Content starts

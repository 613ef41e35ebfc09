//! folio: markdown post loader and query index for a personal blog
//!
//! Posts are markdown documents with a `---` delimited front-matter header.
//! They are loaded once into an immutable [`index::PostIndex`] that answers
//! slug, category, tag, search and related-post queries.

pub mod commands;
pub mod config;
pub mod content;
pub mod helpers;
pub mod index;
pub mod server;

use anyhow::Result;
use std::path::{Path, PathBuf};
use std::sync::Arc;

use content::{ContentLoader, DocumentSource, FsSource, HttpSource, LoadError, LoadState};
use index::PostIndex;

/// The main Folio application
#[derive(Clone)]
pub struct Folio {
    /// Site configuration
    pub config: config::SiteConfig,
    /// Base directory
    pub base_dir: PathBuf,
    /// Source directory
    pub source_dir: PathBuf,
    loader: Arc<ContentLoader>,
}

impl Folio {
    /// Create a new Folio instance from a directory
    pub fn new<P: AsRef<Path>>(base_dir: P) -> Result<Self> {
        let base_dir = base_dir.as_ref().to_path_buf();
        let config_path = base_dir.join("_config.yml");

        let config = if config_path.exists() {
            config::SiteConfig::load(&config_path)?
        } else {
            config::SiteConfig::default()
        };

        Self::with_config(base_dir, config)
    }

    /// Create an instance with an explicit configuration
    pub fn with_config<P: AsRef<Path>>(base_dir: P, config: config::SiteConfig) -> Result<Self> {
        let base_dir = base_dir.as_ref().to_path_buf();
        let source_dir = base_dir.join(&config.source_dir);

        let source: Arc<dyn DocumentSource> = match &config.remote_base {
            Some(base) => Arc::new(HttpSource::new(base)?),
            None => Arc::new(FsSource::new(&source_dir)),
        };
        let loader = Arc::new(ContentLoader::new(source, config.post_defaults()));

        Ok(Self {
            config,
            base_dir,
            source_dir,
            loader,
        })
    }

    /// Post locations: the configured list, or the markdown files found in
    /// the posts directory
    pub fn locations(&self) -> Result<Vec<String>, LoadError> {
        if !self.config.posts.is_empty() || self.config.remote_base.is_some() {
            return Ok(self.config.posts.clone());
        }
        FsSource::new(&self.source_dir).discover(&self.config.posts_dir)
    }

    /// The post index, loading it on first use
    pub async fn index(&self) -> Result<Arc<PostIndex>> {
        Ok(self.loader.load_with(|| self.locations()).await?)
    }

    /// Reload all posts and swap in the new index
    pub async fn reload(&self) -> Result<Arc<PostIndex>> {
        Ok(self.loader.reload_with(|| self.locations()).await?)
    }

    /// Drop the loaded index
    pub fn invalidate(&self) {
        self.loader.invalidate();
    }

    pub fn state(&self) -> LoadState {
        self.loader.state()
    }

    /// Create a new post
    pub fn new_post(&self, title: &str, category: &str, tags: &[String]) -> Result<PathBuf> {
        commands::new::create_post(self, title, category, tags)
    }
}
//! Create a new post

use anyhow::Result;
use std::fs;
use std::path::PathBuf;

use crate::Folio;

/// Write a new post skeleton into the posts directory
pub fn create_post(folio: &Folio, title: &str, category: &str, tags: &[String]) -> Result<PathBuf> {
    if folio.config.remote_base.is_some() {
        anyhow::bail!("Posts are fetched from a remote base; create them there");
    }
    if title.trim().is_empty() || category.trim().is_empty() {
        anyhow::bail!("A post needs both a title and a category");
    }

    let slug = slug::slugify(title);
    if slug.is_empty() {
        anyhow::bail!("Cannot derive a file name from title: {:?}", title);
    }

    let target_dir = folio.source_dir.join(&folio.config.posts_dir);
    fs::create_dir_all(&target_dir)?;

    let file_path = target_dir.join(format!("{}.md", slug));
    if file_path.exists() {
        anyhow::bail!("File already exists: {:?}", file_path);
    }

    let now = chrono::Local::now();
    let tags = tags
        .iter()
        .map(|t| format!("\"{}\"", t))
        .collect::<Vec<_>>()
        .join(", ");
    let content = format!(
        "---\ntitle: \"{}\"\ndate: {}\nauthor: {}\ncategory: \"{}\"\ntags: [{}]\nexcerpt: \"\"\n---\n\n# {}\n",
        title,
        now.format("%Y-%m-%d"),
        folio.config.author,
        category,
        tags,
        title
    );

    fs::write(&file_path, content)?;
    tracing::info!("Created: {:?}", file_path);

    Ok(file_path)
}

Content ends
Content starts

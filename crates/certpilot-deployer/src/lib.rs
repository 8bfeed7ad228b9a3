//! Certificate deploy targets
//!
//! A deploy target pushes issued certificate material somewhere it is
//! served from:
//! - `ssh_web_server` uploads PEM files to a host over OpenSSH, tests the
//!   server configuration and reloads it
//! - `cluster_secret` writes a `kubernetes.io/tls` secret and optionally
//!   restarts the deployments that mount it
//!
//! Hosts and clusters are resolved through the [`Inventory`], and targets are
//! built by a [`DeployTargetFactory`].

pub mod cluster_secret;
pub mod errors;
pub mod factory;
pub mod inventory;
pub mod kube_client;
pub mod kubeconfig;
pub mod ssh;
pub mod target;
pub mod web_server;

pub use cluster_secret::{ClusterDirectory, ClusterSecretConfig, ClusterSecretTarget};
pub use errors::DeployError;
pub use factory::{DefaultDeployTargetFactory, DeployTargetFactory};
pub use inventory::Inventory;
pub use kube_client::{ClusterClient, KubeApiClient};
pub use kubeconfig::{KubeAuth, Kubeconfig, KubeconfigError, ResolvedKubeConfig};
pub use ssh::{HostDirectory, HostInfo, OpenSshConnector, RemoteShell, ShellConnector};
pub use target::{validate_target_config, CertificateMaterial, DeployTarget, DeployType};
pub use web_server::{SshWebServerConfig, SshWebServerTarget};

Content ends

■ TASK PROMPT
Taking the listing above as the source, transcribe only the lines starting at the line with "use std::path::PathBuf;" and going through the line with "fs::create_dir_all(&target_dir)?;", unaltered and with both ends included.

■ ANSWER TO THIS TASK
use std::path::PathBuf;

use crate::Folio;

/// Write a new post skeleton into the posts directory
pub fn create_post(folio: &Folio, title: &str, category: &str, tags: &[String]) -> Result<PathBuf> {
    if folio.config.remote_base.is_some() {
        anyhow::bail!("Posts are fetched from a remote base; create them there");
    }
    if title.trim().is_empty() || category.trim().is_empty() {
        anyhow::bail!("A post needs both a title and a category");
    }

    let slug = slug::slugify(title);
    if slug.is_empty() {
        anyhow::bail!("Cannot derive a file name from title: {:?}", title);
    }

    let target_dir = folio.source_dir.join(&folio.config.posts_dir);
    fs::create_dir_all(&target_dir)?;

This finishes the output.